Copy every line of the data that includes the string "tokio".
** Available data follows **
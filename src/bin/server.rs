use std::{env, fs::OpenOptions, net::SocketAddr, sync::Arc, time::Duration};

use axum::{
    Router,
    extract::{MatchedPath, Request},
};
use axum_server::Handle;
use clap::Parser;
use tower_http::trace::TraceLayer;
use tracing_subscriber::{Layer, filter, layer::SubscriberExt, util::SubscriberInitExt};

use outlay::{
    ApiConfig, AppState, PaginationConfig, RestExpenseStore, build_router, graceful_shutdown,
};

/// The web dashboard server for outlay.
#[derive(Parser, Debug)]
#[command(version, about, long_about = None)]
struct Args {
    /// The base URL of the expense API, e.g. "https://example.com/api/v1".
    #[arg(long)]
    api_url: String,

    /// The port to serve the dashboard from.
    #[arg(short, long, default_value_t = 3000)]
    port: u16,

    /// The timeout in seconds for requests to the expense API.
    #[arg(long, default_value_t = 100)]
    timeout_secs: u64,

    /// The canonical timezone name used to decide what "this month" means.
    #[arg(long, default_value = "Etc/UTC")]
    timezone: String,
}

#[tokio::main]
async fn main() {
    setup_logging();

    let args = Args::parse();

    let addr = SocketAddr::from(([127, 0, 0, 1], args.port));

    let bearer_token = env::var("EXPENSE_API_TOKEN")
        .expect("The environment variable 'EXPENSE_API_TOKEN' must be set");

    let expense_store = RestExpenseStore::new(ApiConfig {
        base_url: args.api_url,
        bearer_token,
        timeout: Duration::from_secs(args.timeout_secs),
    })
    .expect("Could not create the expense API client");

    let app_state = AppState::new(expense_store, PaginationConfig::default(), &args.timezone);

    let handle = Handle::new();
    tokio::spawn(graceful_shutdown(handle.clone()));

    let router = add_tracing_layer(build_router(app_state));

    tracing::info!("HTTP server listening on {}", addr);
    axum_server::bind(addr)
        .handle(handle)
        .serve(router.into_make_service())
        .await
        .unwrap();
}

fn setup_logging() {
    let stdout_log = tracing_subscriber::fmt::layer().pretty();

    let log_file = OpenOptions::new()
        .create(true)
        .append(true)
        .open("debug.log")
        .expect("Could not create log file");

    let debug_log = tracing_subscriber::fmt::layer()
        .pretty()
        .with_writer(Arc::new(log_file));

    tracing_subscriber::registry()
        .with(
            stdout_log
                .with_filter(filter::LevelFilter::INFO)
                .and_then(debug_log)
                .with_filter(filter::LevelFilter::DEBUG),
        )
        .init();
}

fn add_tracing_layer(router: Router) -> Router {
    let tracing_layer = TraceLayer::new_for_http()
        .make_span_with(|req: &Request| {
            let method = req.method();
            let uri = req.uri();

            let matched_path = req
                .extensions()
                .get::<MatchedPath>()
                .map(|matched_path| matched_path.as_str());

            tracing::debug_span!("request", %method, %uri, matched_path)
        })
        // By default, `TraceLayer` will log 5xx responses but we're doing our specific
        // logging of errors so disable that
        .on_failure(());

    router.layer(tracing_layer)
}
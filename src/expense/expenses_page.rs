//! Defines the route handler for the dashboard page that displays expenses
//! as a table with summary cards, search and pagination.

use axum::{
    extract::{FromRef, Query, State},
    response::{IntoResponse, Response},
};
use serde::{Deserialize, Serialize};
use time::{Date, OffsetDateTime};

use crate::{
    AppState, Error, endpoints,
    pagination::{
        PaginationConfig, PaginationIndicator, clamp_page, create_pagination_indicators,
        page_count,
    },
    stores::ExpenseStore,
    timezone::get_local_offset,
};

use super::{
    aggregation::ExpenseSummary,
    core::Expense,
    filter::{FilterMode, filter_expenses},
    view::{expenses_error_view, expenses_view},
};

/// The raw query parameters of the dashboard URL.
///
/// All parameters are optional so that a bare `/expenses` renders the default
/// view.
#[derive(Debug, Clone, Default, Deserialize)]
pub struct ExpensesQueryParams {
    /// Case-insensitive text to match against expense descriptions.
    pub search: Option<String>,
    /// The date range to narrow the table to.
    pub filter: Option<FilterMode>,
    /// The 1-based page of the filtered table to display.
    pub page: Option<u64>,
}

/// URL encoding helper for the dashboard query parameters.
///
/// This is used to build consistent pagination links from already-normalized
/// values.
#[derive(Debug, Clone, PartialEq, Serialize)]
pub struct ExpensesQuery {
    /// The normalized search text, empty when no search is active.
    pub search: String,
    /// The active date filter.
    pub filter: FilterMode,
    /// The current page.
    pub page: u64,
}

impl ExpensesQuery {
    fn from_params(params: &ExpensesQueryParams) -> Self {
        Self {
            search: params.search.clone().unwrap_or_default(),
            filter: params.filter.unwrap_or_default(),
            page: params.page.unwrap_or(1),
        }
    }

    pub(crate) fn with_page(&self, page: u64) -> Self {
        Self {
            page,
            ..self.clone()
        }
    }

    pub(crate) fn to_query_string(&self) -> String {
        serde_urlencoded::to_string(self)
            .inspect_err(|error| {
                tracing::error!("could not encode dashboard query string: {error}");
            })
            .unwrap_or_default()
    }

    pub(crate) fn to_url(&self, route: &str) -> String {
        format!("{route}?{}", self.to_query_string())
    }
}

/// The data needed to render the dashboard.
pub struct ExpensesViewModel {
    /// Summary figures over the full, unfiltered expense list.
    pub summary: ExpenseSummary,
    /// The expenses to display on the current page, newest first.
    pub rows: Vec<Expense>,
    /// The normalized query the page was rendered for.
    pub query: ExpensesQuery,
    /// The number of pages the filtered list spans.
    pub page_count: u64,
    /// The pagination controls to render below the table.
    pub indicators: Vec<PaginationIndicator>,
    /// Whether the store holds any expenses at all, ignoring filters.
    pub has_any_expenses: bool,
}

/// The state needed for the dashboard page.
#[derive(Debug, Clone)]
pub struct ExpensesPageState<S>
where
    S: ExpenseStore + Clone + Send + Sync,
{
    /// The store that reads expenses from the remote API.
    pub expense_store: S,
    /// The config that controls how to display pages of data.
    pub pagination_config: PaginationConfig,
    /// The local timezone as a canonical timezone name, e.g. "Pacific/Auckland".
    pub local_timezone: String,
}

impl<S> FromRef<AppState<S>> for ExpensesPageState<S>
where
    S: ExpenseStore + Clone + Send + Sync,
{
    fn from_ref(state: &AppState<S>) -> Self {
        Self {
            expense_store: state.expense_store.clone(),
            pagination_config: state.pagination_config,
            local_timezone: state.local_timezone.clone(),
        }
    }
}

/// Render an overview of the user's expenses.
///
/// The full expense list is fetched on every request and narrowed down here,
/// since the expense API offers no server-side search or paging.
pub async fn get_expenses_page<S>(
    State(state): State<ExpensesPageState<S>>,
    Query(query_params): Query<ExpensesQueryParams>,
) -> Result<Response, Error>
where
    S: ExpenseStore + Clone + Send + Sync,
{
    let today = current_local_date(&state.local_timezone)?;
    let query = ExpensesQuery::from_params(&query_params);

    let expenses = match state.expense_store.list().await {
        Ok(expenses) => expenses,
        Err(error) => {
            tracing::error!("could not fetch expenses: {error}");
            return Ok(expenses_error_view(&query, &error.to_string()).into_response());
        }
    };

    let model = build_view_model(expenses, query, state.pagination_config, today);

    Ok(expenses_view(&model).into_response())
}

/// Today's date in the timezone the server was configured with.
pub(crate) fn current_local_date(local_timezone: &str) -> Result<Date, Error> {
    let Some(local_offset) = get_local_offset(local_timezone) else {
        tracing::error!("Invalid timezone {}", local_timezone);
        return Err(Error::InvalidTimezone(local_timezone.to_owned()));
    };

    Ok(OffsetDateTime::now_utc().to_offset(local_offset).date())
}

fn build_view_model(
    mut expenses: Vec<Expense>,
    query: ExpensesQuery,
    pagination_config: PaginationConfig,
    today: Date,
) -> ExpensesViewModel {
    // The API returns records oldest first. The dashboard shows newest first.
    expenses.reverse();

    // The summary cards always cover the full list so that they stay stable
    // while the user searches.
    let summary = ExpenseSummary::from_expenses(&expenses);
    let has_any_expenses = !expenses.is_empty();

    let filtered = filter_expenses(&expenses, &query.search, query.filter, today);

    let page_size = pagination_config.page_size;
    let page_count = page_count(filtered.len(), page_size);
    let curr_page = clamp_page(query.page, page_count);

    let page_start = (curr_page as usize - 1) * page_size;
    let rows = filtered
        .iter()
        .skip(page_start)
        .take(page_size)
        .map(|&expense| expense.clone())
        .collect();

    let indicators = create_pagination_indicators(curr_page, page_count);

    ExpensesViewModel {
        summary,
        rows,
        query: query.with_page(curr_page),
        page_count,
        indicators,
        has_any_expenses,
    }
}

/// Redirect the root URL to the dashboard.
pub async fn get_index_page() -> axum::response::Redirect {
    axum::response::Redirect::to(endpoints::EXPENSES_VIEW)
}
//! The templates for the dashboard page.

use maud::{Markup, html};
use unicode_segmentation::UnicodeSegmentation;

use crate::{
    endpoints::{self, format_endpoint},
    html::{
        BUTTON_DELETE_STYLE, BUTTON_PRIMARY_STYLE, CARD_STYLE, FORM_TEXT_INPUT_STYLE, LINK_STYLE,
        PAGE_CONTAINER_STYLE, TABLE_CELL_STYLE, TABLE_HEADER_STYLE, TABLE_ROW_STYLE, base,
        format_currency,
    },
    navigation::NavBar,
    pagination::PaginationIndicator,
};

use super::{
    core::Expense,
    expenses_page::{ExpensesQuery, ExpensesViewModel},
    filter::FilterMode,
};

const MAX_DESCRIPTION_GRAPHEMES: usize = 32;

/// Shorten long descriptions so that they do not stretch the table.
fn truncate_description(description: &str) -> String {
    let mut graphemes = description.graphemes(true);
    let truncated: String = graphemes.by_ref().take(MAX_DESCRIPTION_GRAPHEMES).collect();

    if graphemes.next().is_some() {
        format!("{truncated}…")
    } else {
        truncated
    }
}

fn summary_cards(model: &ExpensesViewModel) -> Markup {
    html! {
        div class="grid grid-cols-1 md:grid-cols-3 gap-4 w-full max-w-screen-lg mb-6"
        {
            div class=(CARD_STYLE) data-summary-total
            {
                p class="text-sm text-gray-500 dark:text-gray-400" { "Total Spent" }
                p class="text-2xl font-semibold" { (format_currency(model.summary.total)) }
            }

            div class=(CARD_STYLE) data-summary-average
            {
                p class="text-sm text-gray-500 dark:text-gray-400" { "Average Expense" }
                p class="text-2xl font-semibold" { (format_currency(model.summary.average)) }
            }

            div class=(CARD_STYLE) data-summary-maximum
            {
                p class="text-sm text-gray-500 dark:text-gray-400" { "Highest Expense" }
                p class="text-2xl font-semibold" { (format_currency(model.summary.maximum)) }
            }
        }
    }
}

fn filter_option(mode: FilterMode, label: &str, selected: FilterMode) -> Markup {
    html! {
        option value=(mode.as_query_value()) selected[mode == selected] { (label) }
    }
}

/// The search and filter form.
///
/// The form deliberately carries no page field so that changing the search or
/// filter always lands on the first page of the new result set.
fn search_form(query: &ExpensesQuery) -> Markup {
    html! {
        form
            method="get"
            action=(endpoints::EXPENSES_VIEW)
            class="flex flex-col md:flex-row gap-2 w-full max-w-screen-lg mb-4"
        {
            input
                type="search"
                name="search"
                value=(query.search)
                placeholder="Search expenses..."
                class=(FORM_TEXT_INPUT_STYLE);

            select name="filter" class=(FORM_TEXT_INPUT_STYLE)
            {
                (filter_option(FilterMode::All, "All dates", query.filter))
                (filter_option(FilterMode::Month, "This month", query.filter))
                (filter_option(FilterMode::Year, "This year", query.filter))
            }

            button type="submit" class=(BUTTON_PRIMARY_STYLE) { "Apply" }
        }
    }
}

fn expense_row(expense: &Expense) -> Markup {
    let details_url = format_endpoint(endpoints::EXPENSE_DETAILS_VIEW, &expense.id);
    let edit_url = format_endpoint(endpoints::EDIT_EXPENSE_VIEW, &expense.id);
    let delete_url = format_endpoint(endpoints::DELETE_EXPENSE, &expense.id);

    html! {
        tr class=(TABLE_ROW_STYLE) data-expense-row
        {
            td class=(TABLE_CELL_STYLE) { (truncate_description(&expense.description)) }
            td class=(TABLE_CELL_STYLE) { (format_currency(expense.amount)) }
            td class=(TABLE_CELL_STYLE) { (expense.date) }
            td class=(TABLE_CELL_STYLE)
            {
                div class="flex gap-4"
                {
                    a href=(details_url) class=(LINK_STYLE) { "Details" }
                    a href=(edit_url) class=(LINK_STYLE) { "Edit" }

                    form action=(delete_url) method="post"
                    {
                        button type="submit" class=(BUTTON_DELETE_STYLE) { "Delete" }
                    }
                }
            }
        }
    }
}

fn empty_state(has_any_expenses: bool) -> Markup {
    let message = if has_any_expenses {
        "No expenses match your search."
    } else {
        "No expenses yet. Add your first expense to get started."
    };

    html! {
        p class="py-8 text-gray-500 dark:text-gray-400 text-center" data-empty-state
        {
            (message)
        }
    }
}

fn pagination_nav(model: &ExpensesViewModel) -> Markup {
    let page_url = |page: u64| model.query.with_page(page).to_url(endpoints::EXPENSES_VIEW);

    html! {
        nav aria-label="Expense table pages" class="flex gap-2 mt-4"
        {
            @for indicator in &model.indicators {
                @match indicator {
                    PaginationIndicator::BackButton(page) => {
                        a href=(page_url(*page)) class=(LINK_STYLE) { "Previous" }
                    }
                    PaginationIndicator::Page(page) => {
                        a href=(page_url(*page)) class=(LINK_STYLE) { (page) }
                    }
                    PaginationIndicator::CurrPage(page) => {
                        span aria-current="page" class="font-bold" { (page) }
                    }
                    PaginationIndicator::NextButton(page) => {
                        a href=(page_url(*page)) class=(LINK_STYLE) { "Next" }
                    }
                }
            }
        }
    }
}

/// The dashboard page.
pub fn expenses_view(model: &ExpensesViewModel) -> Markup {
    let content = html! {
        (NavBar::new(endpoints::EXPENSES_VIEW).into_html())

        main class=(PAGE_CONTAINER_STYLE)
        {
            h1 class="text-3xl font-bold mb-6" { "Expense Dashboard" }

            (summary_cards(model))
            (search_form(&model.query))

            div class="relative overflow-x-auto shadow-md sm:rounded-lg w-full max-w-screen-lg"
            {
                table class="w-full text-sm text-left text-gray-500 dark:text-gray-400"
                {
                    thead class=(TABLE_HEADER_STYLE)
                    {
                        tr
                        {
                            th scope="col" class=(TABLE_CELL_STYLE) { "Description" }
                            th scope="col" class=(TABLE_CELL_STYLE) { "Amount" }
                            th scope="col" class=(TABLE_CELL_STYLE) { "Date" }
                            th scope="col" class=(TABLE_CELL_STYLE) { "Actions" }
                        }
                    }

                    tbody
                    {
                        @for expense in &model.rows {
                            (expense_row(expense))
                        }
                    }
                }

                @if model.rows.is_empty() {
                    (empty_state(model.has_any_expenses))
                }
            }

            @if model.page_count > 1 {
                (pagination_nav(model))
            }
        }
    };

    base("Dashboard", &content)
}

/// The dashboard page when the expense list could not be fetched.
///
/// The search form stays usable so that the user can retry without losing
/// their query.
pub fn expenses_error_view(query: &ExpensesQuery, message: &str) -> Markup {
    let content = html! {
        (NavBar::new(endpoints::EXPENSES_VIEW).into_html())

        main class=(PAGE_CONTAINER_STYLE)
        {
            h1 class="text-3xl font-bold mb-6" { "Expense Dashboard" }

            (search_form(query))

            div
                class="w-full max-w-screen-lg p-4 text-red-800 bg-red-50 rounded-lg
                    dark:bg-gray-800 dark:text-red-400"
                data-error-panel
            {
                p { "Error: " (message) }
                p
                {
                    a href=(endpoints::EXPENSES_VIEW) class=(LINK_STYLE) { "Try again" }
                }
            }
        }
    };

    base("Dashboard", &content)
}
** End of Available data **
• [Task result]
#[tokio::main]
    tokio::spawn(graceful_shutdown(handle.clone()));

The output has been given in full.